Los sismos del 24 de junio de 2026 provocaron colapsos de edificios y un alto número de fallecimientos en La Guaira, lo que obligó a habilitar fosas de emergencia en el cementerio La Esperanza para enterrar cuerpos no identificados o no reclamados.
En estas situaciones, los protocolos incluyen la excavación controlada de zanjas por maquinaria, el trabajo de equipos forenses para intentar la identificación, el registro de datos y la elaboración de expedientes que acompañen cada inhumación. Cuando es posible, se colocan cruces o placas y se conserva la información para futuras reclamaciones.
Simultáneamente, operativos de búsqueda y rescate continúan en áreas con escombros; los hospitales y centros de atención han recibido refuerzo de ayuda internacional y de organizaciones humanitarias para atender a heridos y desplazados.

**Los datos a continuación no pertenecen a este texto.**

//! Transport layer for I/O abstraction
//!
//! The ingest loop and the command dispatcher each own a transport handle.
//! A [`Connector`] hands out those handles and is asked again whenever a loop
//! has to reopen its link.

use crate::error::Result;

mod mock;
mod serial;
pub use mock::MockTransport;
pub use serial::{SerialConnector, SerialTransport};

/// Byte transport to the downhole unit
pub trait Transport: Send {
    /// Read available bytes, waiting at most the configured read timeout
    ///
    /// Returns 0 when the timeout elapses without data.
    fn read(&mut self, buffer: &mut [u8]) -> Result<usize>;

    /// Write data from buffer, returns number of bytes written
    fn write(&mut self, data: &[u8]) -> Result<usize>;

    /// Flush any pending writes (blocking until complete)
    fn flush(&mut self) -> Result<()>;

    /// Write a whole frame and flush it
    fn send(&mut self, data: &[u8]) -> Result<()> {
        let mut written = 0;
        while written < data.len() {
            match self.write(&data[written..])? {
                0 => return Err(crate::error::Error::Disconnected),
                n => written += n,
            }
        }
        self.flush()
    }

    /// Check if data is available to read
    fn available(&mut self) -> Result<usize> {
        Ok(0)
    }
}

impl<T: Transport + ?Sized> Transport for Box<T> {
    fn read(&mut self, buffer: &mut [u8]) -> Result<usize> {
        (**self).read(buffer)
    }

    fn write(&mut self, data: &[u8]) -> Result<usize> {
        (**self).write(data)
    }

    fn flush(&mut self) -> Result<()> {
        (**self).flush()
    }

    fn available(&mut self) -> Result<usize> {
        (**self).available()
    }
}

/// Opens transport handles to the downhole unit
pub trait Connector: Send + Sync {
    /// Human-readable link name for logs
    fn describe(&self) -> String;

    /// Open a new handle; called again after every link failure
    fn connect(&self) -> Result<Box<dyn Transport>>;
}
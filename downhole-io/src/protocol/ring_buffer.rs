//! Ring buffer for stream framing
//!
//! O(1) consume instead of O(n) `Vec::drain()`. Capacity doubles when a push
//! would overflow, so bytes are never dropped.

pub struct RingBuffer {
    data: Vec<u8>,
    tail: usize, // Read position (first valid byte)
    len: usize,
    staging: Vec<u8>, // For non-contiguous slice access
}

impl RingBuffer {
    pub fn with_capacity(capacity: usize) -> Self {
        Self {
            data: vec![0u8; capacity.max(1)],
            tail: 0,
            len: 0,
            staging: Vec::new(),
        }
    }

    #[inline]
    fn capacity(&self) -> usize {
        self.data.len()
    }

    #[inline]
    fn head(&self) -> usize {
        (self.tail + self.len) % self.capacity()
    }

    /// Append bytes, growing if needed
    pub fn extend(&mut self, bytes: &[u8]) {
        if self.len + bytes.len() > self.capacity() {
            self.grow(self.len + bytes.len());
        }
        for &b in bytes {
            let head = self.head();
            self.data[head] = b;
            self.len += 1;
        }
    }

    /// Re-linearize into a larger buffer starting at index 0
    fn grow(&mut self, needed: usize) {
        let mut capacity = self.capacity();
        while capacity < needed {
            capacity *= 2;
        }
        let mut data = vec![0u8; capacity];
        for (i, slot) in data.iter_mut().enumerate().take(self.len) {
            *slot = self.data[(self.tail + i) % self.capacity()];
        }
        log::trace!("Ring buffer grew to {} bytes", capacity);
        self.data = data;
        self.tail = 0;
    }

    /// Consume n bytes from the front
    #[inline]
    pub fn advance(&mut self, n: usize) {
        let n = n.min(self.len);
        self.tail = (self.tail + n) % self.capacity();
        self.len -= n;
    }

    #[inline]
    pub fn len(&self) -> usize {
        self.len
    }

    /// Byte at logical index (handles wraparound)
    #[inline]
    pub fn get(&self, index: usize) -> Option<u8> {
        (index < self.len).then(|| self.data[(self.tail + index) % self.capacity()])
    }

    /// Offset of the first occurrence of `byte`
    pub fn find(&self, byte: u8) -> Option<usize> {
        (0..self.len).find(|&i| self.data[(self.tail + i) % self.capacity()] == byte)
    }

    /// Contiguous view of `len` bytes at `start`
    ///
    /// Borrows the main buffer when the range does not wrap, otherwise copies
    /// into the staging buffer.
    pub fn get_slice(&mut self, start: usize, len: usize) -> Option<&[u8]> {
        if start + len > self.len {
            return None;
        }
        let capacity = self.capacity();
        let real_start = (self.tail + start) % capacity;

        if real_start + len <= capacity {
            Some(&self.data[real_start..real_start + len])
        } else {
            self.staging.clear();
            self.staging.extend_from_slice(&self.data[real_start..]);
            self.staging
                .extend_from_slice(&self.data[..len - (capacity - real_start)]);
            Some(&self.staging)
        }
    }
}

#[cfg(test)]
mod tests {
    use super::*;

    #[test]
    fn test_basic_operations() {
        let mut rb = RingBuffer::with_capacity(16);
        assert_eq!(rb.len(), 0);

        rb.extend(&[1, 2, 3, 4, 5]);
        assert_eq!(rb.len(), 5);
        assert_eq!(rb.get(0), Some(1));
        assert_eq!(rb.get(4), Some(5));
        assert_eq!(rb.get(5), None);

        rb.advance(2);
        assert_eq!(rb.get(0), Some(3));
        assert_eq!(rb.find(5), Some(2));
        assert_eq!(rb.find(1), None);
    }

    #[test]
    fn test_wrapped_slice() {
        let mut rb = RingBuffer::with_capacity(8);
        rb.extend(&[1, 2, 3, 4, 5, 6]);
        rb.advance(5);
        rb.extend(&[7, 8, 9]);

        assert_eq!(rb.len(), 4);
        assert_eq!(rb.get_slice(0, 4).unwrap(), &[6, 7, 8, 9]);
        assert_eq!(rb.get_slice(1, 2).unwrap(), &[7, 8]);
        assert!(rb.get_slice(2, 3).is_none());
    }

    #[test]
    fn test_grows_without_dropping() {
        let mut rb = RingBuffer::with_capacity(4);
        rb.extend(&[1, 2, 3]);
        rb.advance(2);
        rb.extend(&[4, 5, 6, 7, 8, 9]);

        assert_eq!(rb.len(), 7);
        assert_eq!(rb.get_slice(0, 7).unwrap(), &[3, 4, 5, 6, 7, 8, 9]);
    }
}
//! Shared helpers for the integration tests

use downhole_io::config::AppConfig;
use downhole_io::ingest::TelemetryRecord;
use downhole_io::protocol::{Command, FrameEvent, Packet, StreamFramer, TelemetryReport, frame};
use downhole_io::store::{KEY_DRILL_STATE, SharedStore, read_json};
use std::time::{Duration, Instant};

/// Config with short timeouts and the store server off
pub fn fast_config() -> AppConfig {
    let mut config = AppConfig::default();
    config.serial.read_timeout_ms = 10;
    config.serial.reconnect_backoff_ms = 5;
    config.serial.reconnect_backoff_max_ms = 20;
    config.store.enabled = false;
    config
}

/// Poll `condition` until it holds or `timeout` elapses
pub fn wait_until(timeout: Duration, mut condition: impl FnMut() -> bool) -> bool {
    let deadline = Instant::now() + timeout;
    while Instant::now() < deadline {
        if condition() {
            return true;
        }
        std::thread::sleep(Duration::from_millis(5));
    }
    condition()
}

pub fn telemetry_frame(report: TelemetryReport) -> Vec<u8> {
    frame(&Packet::Telemetry(report).encode())
}

pub fn drill_state(store: &dyn SharedStore) -> Option<TelemetryRecord> {
    read_json(store, KEY_DRILL_STATE)
}

/// Commands framed in `bytes`, ignoring anything else
pub fn written_commands(bytes: &[u8]) -> Vec<Command> {
    let mut framer = StreamFramer::new();
    framer.push(bytes);
    framer
        .events()
        .filter_map(|e| match e {
            FrameEvent::Frame(Packet::Command(c)) => Some(c),
            _ => None,
        })
        .collect()
}
//! Constants for the downhole link protocol

// Frame layout: [MARKER] [TYPE] [PAYLOAD ...] [CSUM_H] [CSUM_L]
pub const START_MARKER: u8 = 0xAA;
pub const HEADER_SIZE: usize = 2; // MARKER(1) + TYPE(1)
pub const CHECKSUM_SIZE: usize = 2;
pub const MIN_FRAME_SIZE: usize = HEADER_SIZE + CHECKSUM_SIZE;

// Uphole packet ids (downhole unit -> surface)
pub const TYPE_TELEMETRY: u8 = 0x10;
pub const TYPE_GYRO_SLIP_ALARM: u8 = 0x11;

// Downhole packet ids (surface -> downhole unit)
pub const TYPE_PING: u8 = 0x20;
pub const TYPE_MOTOR_STOP: u8 = 0x21;
pub const TYPE_MOTOR_START_PWM: u8 = 0x22;
pub const TYPE_MOTOR_START_RPM: u8 = 0x23;
pub const TYPE_MOTOR_ROTATE_BY: u8 = 0x24;
pub const TYPE_MOTOR_FLASH_CONFIG: u8 = 0x25;
pub const TYPE_SET_ALARM: u8 = 0x26;
pub const TYPE_BNO055_SAVE_LOAD_CALIBRATION: u8 = 0x27;
pub const TYPE_MOTOR_SET_TACHOMETER: u8 = 0x28;

// Hardware-safe command limits
pub const PWM_MAX: i64 = 255;
pub const RPM_MAX: i64 = 120;

/// Raw hammer reading at full stroke
pub const HAMMER_MAX: f64 = 255.0;

/// Initial accumulation buffer capacity (several telemetry frames)
pub const FRAMER_BUFFER_CAPACITY: usize = 1024;

/// Bytes requested from the transport per read
pub const READ_CHUNK_SIZE: usize = 256;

El uso de cementerios de emergencia busca dar sepultura digna a las víctimas ante la imposibilidad de mantener cuerpos sin identificar en morgues saturadas, pero plantea retos en la identificación y en el acompañamiento a las familias. La recuperación, la búsqueda de personas desaparecidas y la reconstrucción serán procesos prolongados.
La situación sigue en evolución y las autoridades locales han señalado la necesidad de recursos forenses y apoyo logístico para asegurar procesos de identificación y registro que respeten la memoria de las víctimas y faciliten la localización por parte de sus familiares.